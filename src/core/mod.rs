/*!
 * Core Module
 * Shared primitive types and system-wide limits
 */

pub mod limits;
pub mod types;

pub use types::{Address, Pid, Size, Tid, Uid};
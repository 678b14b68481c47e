/*!
 * Wait Race Tests
 * Thread-based checks of the concurrency contract: no missed wakeups,
 * exactly-once reaping, and interruption semantics
 */

use procwait::{
    ChildSelector, ExitStatus, ProcessTable, Signal, StatusCode, SyscallExecutor, UserMemory,
    WaitError, WaitOptions,
};
use std::sync::Arc;
use std::thread;
use std::time::Duration;

fn setup() -> (Arc<ProcessTable>, Arc<SyscallExecutor>) {
    let _ = env_logger::builder().is_test(true).try_init();
    let table = Arc::new(ProcessTable::new());
    let memory = Arc::new(UserMemory::new());
    let executor = Arc::new(SyscallExecutor::new(Arc::clone(&table), memory));
    (table, executor)
}

#[test]
fn test_no_missed_wakeup_under_racing_exit() {
    let (table, executor) = setup();
    let parent = table.spawn("parent", None, 0).unwrap();

    // The exit races the registration with no artificial delay; whichever
    // side wins the lock, the waiter must observe the exit
    for round in 0..50 {
        let child = table.spawn("child", Some(parent), 0).unwrap();

        let executor2 = Arc::clone(&executor);
        let waiter = thread::spawn(move || {
            executor2.do_waitid(parent, ChildSelector::Pid(child), WaitOptions::EXITED)
        });

        let table2 = Arc::clone(&table);
        let exiter = thread::spawn(move || {
            table2.exit(child, ExitStatus::Exited(round)).unwrap();
        });

        let record = waiter.join().unwrap().unwrap().unwrap();
        assert_eq!(record.pid, child);
        assert_eq!(record.value, round);
        exiter.join().unwrap();
    }
}

#[test]
fn test_exactly_once_reap_among_concurrent_waiters() {
    let (table, executor) = setup();
    let parent = table.spawn("parent", None, 0).unwrap();
    let child = table.spawn("child", Some(parent), 0).unwrap();

    let mut waiters = Vec::new();
    for _ in 0..4 {
        let executor2 = Arc::clone(&executor);
        waiters.push(thread::spawn(move || {
            executor2.do_waitid(parent, ChildSelector::Pid(child), WaitOptions::EXITED)
        }));
    }

    thread::sleep(Duration::from_millis(50));
    table.exit(child, ExitStatus::Exited(3)).unwrap();

    let mut reaped = 0;
    let mut vanished = 0;
    for waiter in waiters {
        match waiter.join().unwrap() {
            Ok(Some(record)) => {
                assert_eq!(record.pid, child);
                assert_eq!(record.value, 3);
                reaped += 1;
            }
            Err(WaitError::NoSuchChild(pid)) => {
                assert_eq!(pid, child);
                vanished += 1;
            }
            other => panic!("unexpected wait outcome: {:?}", other),
        }
    }
    assert_eq!(reaped, 1);
    assert_eq!(vanished, 3);
    assert!(!table.exists(child));
}

#[test]
fn test_interruption_leaves_target_untouched() {
    let (table, executor) = setup();
    let parent = table.spawn("parent", None, 0).unwrap();
    let child = table.spawn("child", Some(parent), 0).unwrap();

    let executor2 = Arc::clone(&executor);
    let waiter = thread::spawn(move || {
        executor2.do_waitid(parent, ChildSelector::Pid(child), WaitOptions::EXITED)
    });

    thread::sleep(Duration::from_millis(50));
    executor.interrupt(parent);

    assert_eq!(waiter.join().unwrap(), Err(WaitError::Interrupted));
    assert!(table.exists(child));
    assert_eq!(table.waiter_count(), 0);

    // Interruption reaps nothing: the exit is still observable afterwards
    table.exit(child, ExitStatus::Exited(0)).unwrap();
    let record = executor
        .do_waitid(parent, ChildSelector::Pid(child), WaitOptions::EXITED)
        .unwrap()
        .unwrap();
    assert_eq!(record.code, StatusCode::Exited as u32);
}

#[test]
fn test_stop_wakes_only_matching_parent() {
    let (table, executor) = setup();
    let parent_a = table.spawn("parent-a", None, 0).unwrap();
    let parent_b = table.spawn("parent-b", None, 0).unwrap();
    let child_a = table.spawn("child-a", Some(parent_a), 0).unwrap();
    let child_b = table.spawn("child-b", Some(parent_b), 0).unwrap();

    let executor2 = Arc::clone(&executor);
    let waiter_b = thread::spawn(move || {
        executor2.do_waitid(parent_b, ChildSelector::All, WaitOptions::EXITED)
    });

    thread::sleep(Duration::from_millis(50));
    // A transition on A's child must not satisfy B's waiter
    table.stop(child_a, Signal::SIGSTOP).unwrap();
    thread::sleep(Duration::from_millis(50));
    assert_eq!(table.waiter_count(), 1);

    table.exit(child_b, ExitStatus::Exited(9)).unwrap();
    let record = waiter_b.join().unwrap().unwrap().unwrap();
    assert_eq!(record.pid, child_b);
    assert_eq!(record.value, 9);
}

#[test]
fn test_concurrent_nohang_probes_never_block() {
    let (table, executor) = setup();
    let parent = table.spawn("parent", None, 0).unwrap();
    let _child = table.spawn("child", Some(parent), 0).unwrap();

    let options = WaitOptions::EXITED | WaitOptions::NOHANG;
    let mut probes = Vec::new();
    for _ in 0..8 {
        let executor2 = Arc::clone(&executor);
        probes.push(thread::spawn(move || {
            executor2.do_waitid(parent, ChildSelector::All, options)
        }));
    }
    for probe in probes {
        assert_eq!(probe.join().unwrap(), Ok(None));
    }
    assert_eq!(table.waiter_count(), 0);
}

═══

Task details: Return all lines from the material that contain "ProcessTable".

Result of this exercise:
    ChildSelector, ExitStatus, ProcessTable, Signal, StatusCode, SyscallExecutor, UserMemory,
fn setup() -> (Arc<ProcessTable>, Arc<SyscallExecutor>) {
    let table = Arc::new(ProcessTable::new());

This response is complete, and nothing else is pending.